Streak seeding is useful when the initial crystallization experiments yield crystals which are too small (less than 40um in size) and/or of low quality and can not be used for structure determination. To obtain higher quality crystals, a new reaction is setup like the original one, however, before incubation, small fragments of the initially obtained crystals are transferred to the new protein-reagent mixture to bootstrap the crystallization process. This crystal fragment transfer process is called streak seeding.

The task of streak seeding consists of three steps (right). First, the tool to be used is washed in clean water to remove any residue. Second, the tool is used to touch and probe the existing crystals thus breaking them up into fragments and picking some up. Third, the tool is streaked through the fresh mixture, which deposits some of the fragments in it. For this to work, the tool has to have the necessary properties to be able to break up, retain and release crystal fragments. Typically, various types of hair, bristles, whiskers or horse tail are used.

Seeding step 1

Step 1: Wash

Seeding step 2

Step 2: Touch

Seeding step 3

Step 3: Streak

System Design And Operation

We have designed and assembled a micro-robotic system for protein crystal manipulation, which we use for our research and experiments. The system uses our own custom tools, called microshovels, which we designed and fabricated using MEMS technology.
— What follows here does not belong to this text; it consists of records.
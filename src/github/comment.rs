use anyhow::{Context, Result};
use serde::{Deserialize, Serialize};
use tracing::{debug, info};

use super::client::{gh_api_post, gh_graphql, FieldValue};
use crate::config::RunContext;

/// A discussion comment on the pull request, as returned by the comments
/// query. `author` only resolves for Bot accounts (inline fragment), so it
/// is an empty object for human authors and null for deleted accounts.
#[derive(Debug, Clone, Serialize, Deserialize)]
#[serde(rename_all = "camelCase")]
pub struct IssueComment {
    /// GraphQL node id, usable as a mutation subject.
    pub id: String,
    pub body: String,
    pub is_minimized: bool,
    #[serde(default)]
    pub author: Option<CommentAuthor>,
}

#[derive(Debug, Clone, Default, Serialize, Deserialize)]
pub struct CommentAuthor {
    #[serde(default)]
    pub id: Option<String>,
    #[serde(default)]
    pub login: Option<String>,
}

/// The REST response of the create-comment call.
#[derive(Debug, Clone, Deserialize)]
pub struct CreatedComment {
    pub id: u64,
    pub html_url: String,
}

const COMMENTS_QUERY: &str = "\
query comments($owner: String!, $repo: String!, $number: Int!) {
  repository(owner: $owner, name: $repo) {
    pullRequest(number: $number) {
      id
      comments(last: 10) {
        nodes {
          id
          body
          isMinimized
          author {
            ... on Bot {
              id
              login
            }
          }
        }
      }
    }
  }
}";

const MINIMIZE_MUTATION: &str = "\
mutation minimize($subjectId: ID!) {
  minimizeComment(input: {subjectId: $subjectId, classifier: OUTDATED}) {
    clientMutationId
  }
}";

#[derive(Debug, Deserialize)]
struct GraphQlEnvelope<T> {
    data: T,
}

#[derive(Debug, Deserialize)]
struct CommentsData {
    repository: RepositoryNode,
}

#[derive(Debug, Deserialize)]
struct RepositoryNode {
    #[serde(rename = "pullRequest")]
    pull_request: PullRequestNode,
}

#[derive(Debug, Deserialize)]
struct PullRequestNode {
    id: String,
    comments: CommentConnection,
}

#[derive(Debug, Deserialize)]
struct CommentConnection {
    nodes: Vec<IssueComment>,
}

/// Fetch the last 10 comments on the pull request.
pub async fn fetch_recent_comments(token: &str, ctx: &RunContext) -> Result<Vec<IssueComment>> {
    let number = ctx.pr_number.to_string();
    info!(
        owner = %ctx.owner,
        repo = %ctx.repo,
        pr = ctx.pr_number,
        "querying pull request comments"
    );

    let json = gh_graphql(
        token,
        COMMENTS_QUERY,
        &[
            ("owner", FieldValue::String(&ctx.owner)),
            ("repo", FieldValue::String(&ctx.repo)),
            ("number", FieldValue::Raw(&number)),
        ],
    )
    .await?;

    let envelope: GraphQlEnvelope<CommentsData> =
        serde_json::from_value(json).context("Failed to parse comments query response")?;
    let pr = envelope.data.repository.pull_request;
    debug!(pr_id = %pr.id, "resolved pull request node");

    Ok(pr.comments.nodes)
}

/// Collapse a comment as outdated. Remote state change only; the fetched
/// snapshot is not touched.
pub async fn minimize_comment(token: &str, comment_id: &str) -> Result<()> {
    info!(comment_id, "minimizing outdated comment");
    gh_graphql(
        token,
        MINIMIZE_MUTATION,
        &[("subjectId", FieldValue::String(comment_id))],
    )
    .await?;
    Ok(())
}

/// Create a new comment on the pull request's discussion thread.
pub async fn create_comment(token: &str, ctx: &RunContext, body: &str) -> Result<CreatedComment> {
    let endpoint = format!(
        "repos/{}/{}/issues/{}/comments",
        ctx.owner, ctx.repo, ctx.pr_number
    );
    info!(endpoint = %endpoint, body_len = body.len(), "creating comment");

    let json = gh_api_post(token, &endpoint, &[("body", FieldValue::String(body))]).await?;
    serde_json::from_value(json).context("Failed to parse created comment response")
}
The streak seeding system is designed to work with the hanging drop crystallization method, seeding from source crystals on a 22mm square coverslip to destination drops on a coversheet for a 96-well plate. The user sets up the system by placing on the stage the coverslip with the protein crystals, the coversheet of the 96-well plate with the target protein droplets, and a microbridge with water used for cleaning the seeding tool. Then the system is started and it performs the seeding autonomously. The video on the right (sped up twice) shows the system in operation.